Is sex a sacred sharing that should only happen between two people who love each other? Is it a conduit for pleasure, or solely for reproduction? Is it a tool that the devil uses to bait people into going against God’s wishes?
I recently enjoyed a conversation with a friend’s mother about sex. When I mentioned a blog I wrote about “It’s Not Your Relationship; It’s Not Your Business – Or Is It?,” she said that these types of unions are about physical gratification, and little else. Then, she insisted that sex was for procreation. This is where it got juicy.
It is worth noting that I am talking about a woman who has five children. It is safe to say that she knows something about the matter at hand, and I respect that. But I challenged her assertion anyway. I asked, “If sex is simply for procreation, why can people who have passed child-bearing years still have and, from what I understand, enjoy it?” From a purely biological standpoint, once the body is no longer able to create children was over, there would be no reason for it to have stimulated genitals.
I countered, “The purpose of sex is intimacy.”
“So, is all sex intimate?” she retorted.
“Yes,” I said. “There is a level of intimacy occurring when there is sex – all of the time.”

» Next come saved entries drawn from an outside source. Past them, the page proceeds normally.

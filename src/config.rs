//! Configuration and asset location.

use std::path::{Path, PathBuf};

/// Environment variable overriding the asset library file.
pub const LIBRARY_ENV: &str = "HYCHAR_LIBRARY";
/// Environment variable overriding the baked texture output directory.
pub const OUTPUT_DIR_ENV: &str = "HYCHAR_OUTPUT_DIR";

/// Resolves the bundled asset library and the bake output directory relative to an install root.
#[derive(Debug, Clone)]
pub struct AssetLocator {
	root: PathBuf,
}

impl AssetLocator {
	pub fn new(root: impl Into<PathBuf>) -> Self {
		Self { root: root.into() }
	}

	pub fn root(&self) -> &Path {
		&self.root
	}

	/// `root/resources/CharLibrary.json`, unless `HYCHAR_LIBRARY` is set.
	pub fn library_file(&self) -> PathBuf {
		match std::env::var_os(LIBRARY_ENV) {
			Some(path) => PathBuf::from(path),
			None => self.root.join("resources").join("CharLibrary.json"),
		}
	}

	/// `root/library/baked_textures`, unless `HYCHAR_OUTPUT_DIR` is set.
	pub fn baked_textures_dir(&self) -> PathBuf {
		match std::env::var_os(OUTPUT_DIR_ENV) {
			Some(path) => PathBuf::from(path),
			None => self.root.join("library").join("baked_textures"),
		}
	}
}

impl Default for AssetLocator {
	fn default() -> Self {
		Self::new(env!("CARGO_MANIFEST_DIR"))
	}
}

/// Settings for the per-mesh texture bake.
#[derive(Debug, Clone, PartialEq)]
pub struct TextureBakeConfig {
	/// Width and height of the square bake target.
	pub image_size: u32,
	/// Pixels of margin the renderer extends past UV island borders.
	pub margin: u32,
	pub samples: u32,
	/// Meshes whose base name ends with one of these use alternate shading and are never flattened.
	pub excluded_suffixes: Vec<String>,
}

impl Default for TextureBakeConfig {
	fn default() -> Self {
		Self {
			image_size: 512,
			margin: 2,
			samples: 1,
			excluded_suffixes: vec!["Mouth".to_owned(), "Ears".to_owned()],
		}
	}
}

/// Names and paths the pipelines work against.
#[derive(Debug, Clone)]
pub struct Config {
	pub locator: AssetLocator,
	/// Explicit library path, taking precedence over the locator.
	pub library_path: Option<PathBuf>,
	/// Explicit bake output directory, taking precedence over the locator.
	pub output_dir: Option<PathBuf>,
	/// Collection appended from the library and torn down by the hierarchy bake.
	pub source_collection: String,
	/// Name of the parametric rig object.
	pub rig_name: String,
	pub default_prefix: String,
	/// Name prefix of the mesh carrying the primary procedural modifier and `Skin` materials.
	pub primary_mesh_prefix: String,
	/// Name prefix of the mesh carrying accessories and the `Skin 2` / `Earrings` materials.
	pub secondary_mesh_prefix: String,
	pub texture_bake: TextureBakeConfig,
}

impl Default for Config {
	fn default() -> Self {
		Self {
			locator: AssetLocator::default(),
			library_path: None,
			output_dir: None,
			source_collection: "Master_Character_Collection".to_owned(),
			rig_name: "CharRig".to_owned(),
			default_prefix: "NewChar".to_owned(),
			primary_mesh_prefix: "CharCust_1".to_owned(),
			secondary_mesh_prefix: "CharCust_2".to_owned(),
			texture_bake: TextureBakeConfig::default(),
		}
	}
}

impl Config {
	/// Creates a config locating assets under `root`.
	pub fn with_root(root: impl Into<PathBuf>) -> Self {
		Self {
			locator: AssetLocator::new(root),
			..Default::default()
		}
	}

	/// Sets the library file path.
	pub fn library_path(mut self, path: impl Into<PathBuf>) -> Self {
		self.library_path = Some(path.into());
		self
	}

	/// Sets the bake output directory.
	pub fn output_dir(mut self, path: impl Into<PathBuf>) -> Self {
		self.output_dir = Some(path.into());
		self
	}

	pub fn rig_name(mut self, name: impl Into<String>) -> Self {
		self.rig_name = name.into();
		self
	}

	pub fn source_collection(mut self, name: impl Into<String>) -> Self {
		self.source_collection = name.into();
		self
	}

	pub fn image_size(mut self, size: u32) -> Self {
		self.texture_bake.image_size = size;
		self
	}

	pub fn resolved_library_path(&self) -> PathBuf {
		self.library_path.clone().unwrap_or_else(|| self.locator.library_file())
	}

	pub fn resolved_output_dir(&self) -> PathBuf {
		self.output_dir.clone().unwrap_or_else(|| self.locator.baked_textures_dir())
	}
}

In fact, with any human interaction, there is some level of intimacy. Sex, I believe, is given to us as a way to connect with one another and to satiate a hunger – not a baseless, animalistic hunger for pleasure (though sex can certainly be pleasurable … and animalistic), but a hunger for intimacy. If sex was purely about physical stimulation and gratification, we wouldn’t even need other human beings. At the risk of being crude, I point out that most of us know how to fly solo. Yet, that isn’t enough for most people. We want to connect with another person – to be touched, held, kissed, spoken to, noticed, appreciated, liked or loved, depending on what level of intimacy we want to feel.
Sex is also intimate in that it requires some level of vulnerability … and some level of risk. When we have sex, we risk unwanted pregnancy or contracting sexually-transmitted diseases, some of which can kill us. Depending on the situation, we may also risk our hearts, or risk getting caught. But knowing all of this, we still have sex.

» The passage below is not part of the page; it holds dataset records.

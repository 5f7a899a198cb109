use std::fmt;

use glam::{Vec3, Vec4};

/// Value held by a node or modifier input socket.
#[derive(Debug, Clone, PartialEq)]
pub enum SocketValue {
	Int(i32),
	Float(f32),
	Bool(bool),
	/// Menu socket, holding the selected item's name.
	Menu(String),
	Color(Vec4),
	Vector(Vec3),
}

#[derive(Debug, Clone, Copy, PartialEq, Eq, Hash)]
pub enum ValueKind {
	Int,
	Float,
	Bool,
	Menu,
	Color,
	Vector,
}

impl SocketValue {
	pub fn kind(&self) -> ValueKind {
		match self {
			SocketValue::Int(_) => ValueKind::Int,
			SocketValue::Float(_) => ValueKind::Float,
			SocketValue::Bool(_) => ValueKind::Bool,
			SocketValue::Menu(_) => ValueKind::Menu,
			SocketValue::Color(_) => ValueKind::Color,
			SocketValue::Vector(_) => ValueKind::Vector,
		}
	}
}

impl fmt::Display for ValueKind {
	fn fmt(&self, f: &mut fmt::Formatter<'_>) -> fmt::Result {
		f.write_str(match self {
			ValueKind::Int => "int",
			ValueKind::Float => "float",
			ValueKind::Bool => "bool",
			ValueKind::Menu => "menu",
			ValueKind::Color => "color",
			ValueKind::Vector => "vector",
		})
	}
}

impl fmt::Display for SocketValue {
	fn fmt(&self, f: &mut fmt::Formatter<'_>) -> fmt::Result {
		match self {
			SocketValue::Int(v) => write!(f, "{v}"),
			SocketValue::Float(v) => write!(f, "{v:.3}"),
			SocketValue::Bool(v) => write!(f, "{v}"),
			SocketValue::Menu(v) => write!(f, "{v:?}"),
			SocketValue::Color(c) => write!(f, "rgba({:.3}, {:.3}, {:.3}, {:.3})", c.x, c.y, c.z, c.w),
			SocketValue::Vector(v) => write!(f, "({:.3}, {:.3}, {:.3})", v.x, v.y, v.z),
		}
	}
}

Just as there is always some level of intimacy in all human interaction, there is also always some level of risk. When we talk to and exchange money with the cashier at the grocery store, we risk exposure to whatever airborne germs he might have. And when we make eye contact with strangers, we may be making ourselves vulnerable to an attack. But we still talk to people, interact with them and make eye contact, because as human beings, we feel some need to connect with others, so the risk is worth it.
I suspect there can be no intimacy if there is no risk. Sure, talking to cashiers and making eye contact with strangers are not as risky as having sex, but they also aren’t as intimate. The more you could get hurt by an interaction – the more vulnerable you’re willing to make yourself to another person, even if only subconsciously – the more intimate it is.
What do you believe the purpose of sex to be, and why? This may be the beginning of a fascinating dialogue. I look forward to it.